А утром, когда небо раскрыло свой глаз, начало подниматься, чтобы осмотреть всю степь, когда аллах надел шелковый халат и застегнул на золотую пуговицу — солнце, ушел Саудакас с товарищами, и никто не видел — даже железная птица, что там высоко летала и зорко смотрела, словно степной коршун, не шевелила крыльями и стонала: «Тургень, джаргень ни алган...».
Птица зоркая не видела, проглядела, — сорок пять человек уползло; проглядела птица и не бросала яиц, которые производят гром и огонь и ранят землю.
Через двадцать закатов солнца вернулся Саудакас в родной аул и рассказал, что видел, на какой стороне правда. Правда на стороне победителей, — сказал Баир, а Баир — отец Садуакаса.
И скоро по оранжевой степи растянулись длинные ленты отступающих войск атамана Дутова и, разбитые, скрылись в необозримых степях Сары-Арки...


ПОЧЕМУ УЛЕТЕЛА ПТИЦА

Отдаю Вивиану Итину

Аул Каштара стоял на реке Чаркиш. У самой воды выложена из больших камней дорога, а там крутые скалы.

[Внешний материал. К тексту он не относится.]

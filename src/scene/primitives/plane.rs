use nalgebra::Unit;

use crate::geometry::{
    EPSILON, FloatType, HitRecord, MaterialId, Ray, TexturePoint, WorldBox, WorldPoint,
    WorldVector, orthonormal_basis,
};
use crate::scene::{Shape, ShapeError, in_range};

/// Plane through a point, clipped to a large square so that it has a finite bounding box.
/// The clipping also applies when the plane is traced on its own, hits further than
/// `HALF_EXTENT` from the point along either in-plane axis are misses.
#[derive(Clone, Debug)]
pub struct Plane {
    point: WorldPoint,
    normal: Unit<WorldVector>,
    right: Unit<WorldVector>,
    up: Unit<WorldVector>,
    material: MaterialId,
    bounding_box: WorldBox,
}

impl Plane {
    /// Half size of the square the plane gets clipped to, measured along its in-plane basis.
    pub const HALF_EXTENT: FloatType = 1e6;

    pub fn new(
        point: WorldPoint,
        normal: WorldVector,
        material: MaterialId,
    ) -> Result<Plane, ShapeError> {
        let normal = Unit::try_new(normal, EPSILON).ok_or(ShapeError::ZeroNormal)?;
        let (right, up) = orthonormal_basis(&normal);

        let extent = (right.abs() + up.abs()) * Self::HALF_EXTENT;
        let bounding_box = WorldBox::new(point - extent, point + extent);

        Ok(Plane {
            point,
            normal,
            right,
            up,
            material,
            bounding_box,
        })
    }

    pub fn normal(&self) -> Unit<WorldVector> {
        self.normal
    }
}

impl Shape for Plane {
    fn intersect(&self, ray: &Ray, t_min: FloatType, t_max: FloatType) -> Option<HitRecord> {
        let denominator = ray.direction.dot(self.normal.as_ref());
        if denominator.abs() < EPSILON {
            return None;
        }

        let t = (self.point - ray.origin).dot(self.normal.as_ref()) / denominator;
        if !in_range(t, t_min, t_max) {
            return None;
        }

        let local = ray.point_at(t) - self.point;
        let x = local.dot(self.right.as_ref());
        let y = local.dot(self.up.as_ref());
        if x.abs() > Self::HALF_EXTENT || y.abs() > Self::HALF_EXTENT {
            return None;
        }

        Some(HitRecord::from_outward_normal(
            ray,
            t,
            self.normal,
            self.material,
            Some(TexturePoint::new(x, y)),
        ))
    }

    fn bounding_box(&self) -> WorldBox {
        self.bounding_box.clone()
    }
}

С прибрежной полоски тропа уходила к реке Чаркиш — и, неожиданно для каждого идущего по этой тропе, открывалась темно-зеленая небольшая долина, яркий изумрудный ковер, не более версты длиной, здесь можно переправиться на лодке через Катунь к устью левого притока Ашы-Ак-Ту. И на этом ковре серым рисунком выткан был аул Каштара. Весной, когда на реке Чаркиш поднимается вода и заливает узкие тропинки, в аул Каштара нельзя попасть, крутые скалы стоят, как зубы земли.
Аул Каштара знают по всему Алтаю, в ауле Каштара живет самый великий шаман Алтая — Куано. Только он умеет петь песни длинные и звучные, какие поет река Катунь.

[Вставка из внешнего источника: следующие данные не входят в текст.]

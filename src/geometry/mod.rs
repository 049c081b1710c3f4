mod aabb;
mod quadratic;
mod ray_box_intersection;
mod ray_triangle_intersection;
mod triangle;

pub use aabb::AABB;
pub use quadratic::solve_quadratic;
pub use ray_box_intersection::RayIntersectionExt;
pub use triangle::{BarycentricCoordinates, Triangle};

use nalgebra::{Point2, Point3, Unit, Vector3};

pub type FloatType = f64;
pub type WorldPoint = Point3<FloatType>;
pub type WorldVector = Vector3<FloatType>;
pub type WorldBox = AABB<WorldPoint>;
pub type TexturePoint = Point2<FloatType>;

/// Opaque handle of a material owned by the renderer.
/// Shapes only carry it around and copy it into hit records.
pub type MaterialId = usize;

/// Magnitude under which denominators, determinants and leading coefficients count as zero.
pub const EPSILON: FloatType = 1e-9;

/// Conservative bound on the relative rounding error of `n` chained floating point operations.
pub fn gamma(n: u32) -> FloatType {
    let n = n as FloatType;
    let machine_epsilon = FloatType::EPSILON * 0.5;
    (n * machine_epsilon) / (1.0 - n * machine_epsilon)
}

#[derive(Copy, Clone, Debug, PartialEq, Eq)]
pub enum Axis {
    X,
    Y,
    Z,
}

impl Axis {
    pub const ALL: [Axis; 3] = [Axis::X, Axis::Y, Axis::Z];

    pub fn index(self) -> usize {
        match self {
            Axis::X => 0,
            Axis::Y => 1,
            Axis::Z => 2,
        }
    }
}

#[derive(Copy, Clone, Debug)]
pub struct Ray {
    pub origin: WorldPoint,
    /// Normalized direction of the ray
    pub direction: WorldVector,

    /// Componentwise inverse of the ray direction
    /// Zeros in direction get turned into positive infinity regardless of the sign of the zero
    pub inv_direction: WorldVector,
}

impl Ray {
    pub fn new(origin: WorldPoint, direction: WorldVector) -> Ray {
        let direction = direction.normalize();
        let inv_direction = direction.map(|x| if x == 0.0 { FloatType::INFINITY } else { 1.0 / x });

        Ray {
            origin,
            direction,
            inv_direction,
        }
    }

    pub fn point_at(&self, distance: FloatType) -> WorldPoint {
        self.origin + self.direction * distance
    }
}

/// Result of a successful ray intersection.
#[derive(Clone, Debug)]
pub struct HitRecord {
    /// Distance along the ray
    pub t: FloatType,
    pub point: WorldPoint,
    /// Unit normal, always facing against the incoming ray
    pub normal: Unit<WorldVector>,
    /// True if the ray arrived from the side the outward normal points to
    pub front_face: bool,
    pub material: MaterialId,
    pub uv: Option<TexturePoint>,
}

impl HitRecord {
    /// Builds the record from the geometric outward normal of the surface.
    /// This is the only place where front/back faces get classified.
    pub fn from_outward_normal(
        ray: &Ray,
        t: FloatType,
        outward_normal: Unit<WorldVector>,
        material: MaterialId,
        uv: Option<TexturePoint>,
    ) -> HitRecord {
        let front_face = ray.direction.dot(outward_normal.as_ref()) < 0.0;
        let normal = if front_face {
            outward_normal
        } else {
            Unit::new_unchecked(-outward_normal.into_inner())
        };

        HitRecord {
            t,
            point: ray.point_at(t),
            normal,
            front_face,
            material,
            uv,
        }
    }
}

/// Returns two unit vectors `(right, up)` that together with `normal` form a right handed
/// orthonormal basis (`right x up == normal`).
pub fn orthonormal_basis(normal: &Unit<WorldVector>) -> (Unit<WorldVector>, Unit<WorldVector>) {
    let helper = if normal.x.abs() > 0.9 {
        WorldVector::y()
    } else {
        WorldVector::x()
    };
    let right = Unit::new_normalize(helper.cross(normal.as_ref()));
    let up = Unit::new_normalize(normal.cross(right.as_ref()));
    (right, up)
}

#[cfg(test)]
pub mod test {
    use super::*;
    use assert2::assert;
    use proptest::prelude::*;
    use test_case::test_case;
    use test_strategy::proptest;

    /// Helper macro that creates a wrapper arnound a type that implemetns Deref and Arbitary
    macro_rules! arbitrary_wrapper {
        ( $wrapper_name:ident ( $type:ty ) -> $block:block ) => {
            #[derive(Copy, Clone, Debug)]
            pub struct $wrapper_name(pub $type);

            impl std::ops::Deref for $wrapper_name {
                type Target = $type;
                fn deref(&self) -> &$type {
                    &self.0
                }
            }

            impl Arbitrary for $wrapper_name {
                type Parameters = ();
                type Strategy = proptest::strategy::BoxedStrategy<Self>;
                fn arbitrary_with(_args: Self::Parameters) -> Self::Strategy {
                    $block.prop_map(|x| $wrapper_name(x)).boxed()
                }
            }
        };
    }

    /// Floats on a fixed grid in [-100, 100]
    fn simple_float() -> BoxedStrategy<FloatType> {
        (-100_000i32..=100_000)
            .prop_map(|n| n as FloatType * 1e-3)
            .boxed()
    }

    arbitrary_wrapper! {
        NonzeroWorldVectorWrapper(WorldVector) -> {
            (simple_float(), simple_float(), simple_float())
                .prop_filter_map(
                    "vector is zero",
                    |coords| {
                        let vector = WorldVector::new(coords.0, coords.1, coords.2);
                        if vector.norm() < 1e-3 {
                            None
                        } else {
                            Some(vector)
                        }
                    })
        }
    }

    arbitrary_wrapper! {
        WorldPointWrapper(WorldPoint) -> {
            (simple_float(), simple_float(), simple_float())
                .prop_map(|coords| {
                    WorldPoint::new(coords.0, coords.1, coords.2)
                })
        }
    }

    arbitrary_wrapper! {
        RayWrapper(Ray) -> {
            (any::<WorldPointWrapper>(), any::<NonzeroWorldVectorWrapper>())
                .prop_map(|(origin, direction)| Ray::new(*origin, *direction))
        }
    }

    #[test]
    fn ray_direction_is_normalized() {
        let ray = Ray::new(WorldPoint::new(1.0, 2.0, 3.0), WorldVector::new(0.0, 0.0, -5.0));
        assert!(ray.direction == WorldVector::new(0.0, 0.0, -1.0));
        assert!(ray.point_at(2.0) == WorldPoint::new(1.0, 2.0, 1.0));
    }

    #[test_case(0.0 ; "positive_zero")]
    #[test_case(-0.0 ; "negative_zero")]
    fn zero_direction_component_inverts_to_positive_infinity(zero: FloatType) {
        let ray = Ray::new(WorldPoint::origin(), WorldVector::new(zero, 1.0, zero));
        assert!(ray.inv_direction.x == FloatType::INFINITY);
        assert!(ray.inv_direction.y == 1.0);
        assert!(ray.inv_direction.z == FloatType::INFINITY);
    }

    #[test_case(WorldVector::new(0.0, 0.0, 1.0), true ; "facing_the_ray")]
    #[test_case(WorldVector::new(0.0, 0.0, -1.0), false ; "facing_away")]
    #[test_case(WorldVector::new(1.0, 0.0, 0.0), false ; "perpendicular")]
    fn front_face_classification(outward: WorldVector, expected_front: bool) {
        let ray = Ray::new(WorldPoint::new(0.0, 0.0, 5.0), WorldVector::new(0.0, 0.0, -1.0));
        let hit = HitRecord::from_outward_normal(&ray, 5.0, Unit::new_normalize(outward), 3, None);

        assert!(hit.front_face == expected_front);
        assert!(hit.material == 3);
        assert!(hit.point == WorldPoint::origin());
        if expected_front {
            assert!(hit.normal.into_inner() == outward);
        } else {
            assert!(hit.normal.into_inner() == -outward);
        }
    }

    #[proptest]
    fn stored_normal_opposes_ray_iff_front_face(
        ray: RayWrapper,
        outward: NonzeroWorldVectorWrapper,
    ) {
        let hit = HitRecord::from_outward_normal(&ray, 1.0, Unit::new_normalize(*outward), 0, None);
        prop_assert_eq!(hit.front_face, ray.direction.dot(hit.normal.as_ref()) < 0.0);
    }

    #[proptest]
    fn basis_is_orthonormal_and_right_handed(normal: NonzeroWorldVectorWrapper) {
        let normal = Unit::new_normalize(*normal);
        let (right, up) = orthonormal_basis(&normal);

        prop_assert!((right.norm() - 1.0).abs() < 1e-9);
        prop_assert!((up.norm() - 1.0).abs() < 1e-9);
        prop_assert!(right.dot(normal.as_ref()).abs() < 1e-9);
        prop_assert!(up.dot(normal.as_ref()).abs() < 1e-9);
        prop_assert!(right.dot(up.as_ref()).abs() < 1e-9);
        prop_assert!((right.cross(up.as_ref()) - normal.into_inner()).norm() < 1e-9);
    }

    #[test]
    fn gamma_is_small_and_increasing() {
        assert!(gamma(1) > 0.0);
        assert!(gamma(3) > gamma(1));
        assert!(gamma(3) < 1e-15);
    }

    #[test]
    fn axis_indices() {
        let indices: Vec<usize> = Axis::ALL.iter().map(|axis| axis.index()).collect();
        assert!(indices == vec![0, 1, 2]);
    }
}
use bon::bon;
use nalgebra::Unit;

use crate::geometry::{
    self, EPSILON, FloatType, HitRecord, MaterialId, Ray, TexturePoint, WorldBox, WorldPoint,
    WorldVector,
};
use crate::scene::{Shape, ShapeError, in_range};

/// Single two sided triangle.
#[derive(Clone, Debug)]
pub struct Triangle {
    vertices: geometry::Triangle<WorldPoint>,
    /// None for zero area triangles without a custom normal, these never get hit
    normal: Option<Unit<WorldVector>>,
    uvs: Option<[TexturePoint; 3]>,
    material: MaterialId,
    bounding_box: WorldBox,
}

#[bon]
impl Triangle {
    /// Front side follows the custom normal if given, otherwise the counter clockwise winding
    /// of the vertices. A custom normal must be finite and non-zero.
    #[builder]
    pub fn new(
        #[builder(into)] vertices: geometry::Triangle<WorldPoint>,
        normal: Option<WorldVector>,
        uvs: Option<[TexturePoint; 3]>,
        material: MaterialId,
    ) -> Result<Self, ShapeError> {
        let normal = match normal {
            Some(normal) if normal.iter().all(|x| x.is_finite()) => {
                Some(Unit::try_new(normal, EPSILON).ok_or(ShapeError::ZeroNormal)?)
            }
            Some(_) => return Err(ShapeError::ZeroNormal),
            None => Unit::try_new(vertices.normal(), 0.0),
        };

        let bounding_box = WorldBox::from_points(vertices.iter()).unwrap_or_default();

        Ok(Triangle {
            vertices,
            normal,
            uvs,
            material,
            bounding_box,
        })
    }
}

impl Triangle {
    pub fn vertices(&self) -> &geometry::Triangle<WorldPoint> {
        &self.vertices
    }
}

impl Shape for Triangle {
    fn intersect(&self, ray: &Ray, t_min: FloatType, t_max: FloatType) -> Option<HitRecord> {
        let normal = self.normal?;
        let (t, barycentric) = self.vertices.intersect(ray)?;
        if !in_range(t, t_min, t_max) {
            return None;
        }

        let uv = match &self.uvs {
            Some(uvs) => barycentric
                .interpolate(&uvs[0].coords, &uvs[1].coords, &uvs[2].coords)
                .into(),
            None => TexturePoint::new(barycentric.u, barycentric.v),
        };

        Some(HitRecord::from_outward_normal(
            ray,
            t,
            normal,
            self.material,
            Some(uv),
        ))
    }

    fn bounding_box(&self) -> WorldBox {
        self.bounding_box.clone()
    }
}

Много мудрости у шамана Куано, даже сам старый профессор Сапожников заслушивался песнями Куано, записывал мудрость алтайского шамана, потом вынул фотографический аппарат и снял шамана Куано.
Удивился старый профессор Сапожников, а кто может удивить шамана Куано? Он пел о том, чего не знают люди больших городов — о сотворении земли
Ульгенем. Он пел о том, как злой дух Эрлик хотел разделить власть с Ульгенем.
— Нет, — сказал Ульгень.
Пел о том, как боролся злой дух Эрлик, и о том, как был побежден Ульгенем. Ульгень сотворил все живущее. Эрлик, подражая, творил из дерева, железа.
Если радуется глаз на голубое небо, на темно-зеленую сосну, на разноцветные камешки по берегам рек, на живую реку, на пролетевшую птицу, на бабочку, на цветок, — все это творение Ульгеня. Если, громыхая колесами, едет телега, если убивает человек острым ножом;— все это творение Эрлика. Мясо, кровь положил в основу творения Ульгень, песок, золото положил в основу творения Эрлик.
И потому не брал шаман Куано ни денег, ни бус и никаких подарков от людей города, приезжающих в Алтай.
Шаман Куано — сын человека Индии. И вот, настало время, живет теперь племя телеуты. Кто будет жить потом — не важно знать. По-прежнему будет Алтай благоухать медовыми запахами, по-прежнему будут расцветать синие, красные, желтые цветы, по-прежнему ветер Нюни-Ху-Хао будет расчесывать волосы земли — зеленые травы. И все так же будет светить солнце.
— Жить, жить, жить надо!..
Песню жизни пел шаман Куано. И старый профессор Сапожников спросил:
— А бубен, в который ты бьешь, колокольцы и бусы — не творения ли это злого духа Эрлика? А юрта, в которой ты живешь, не творение ли Эрлика? Почему ты не гол, как звери, почему ты не на вершинах гор, как коршун, почему у тебя нет берлоги, как у медведя в лесу?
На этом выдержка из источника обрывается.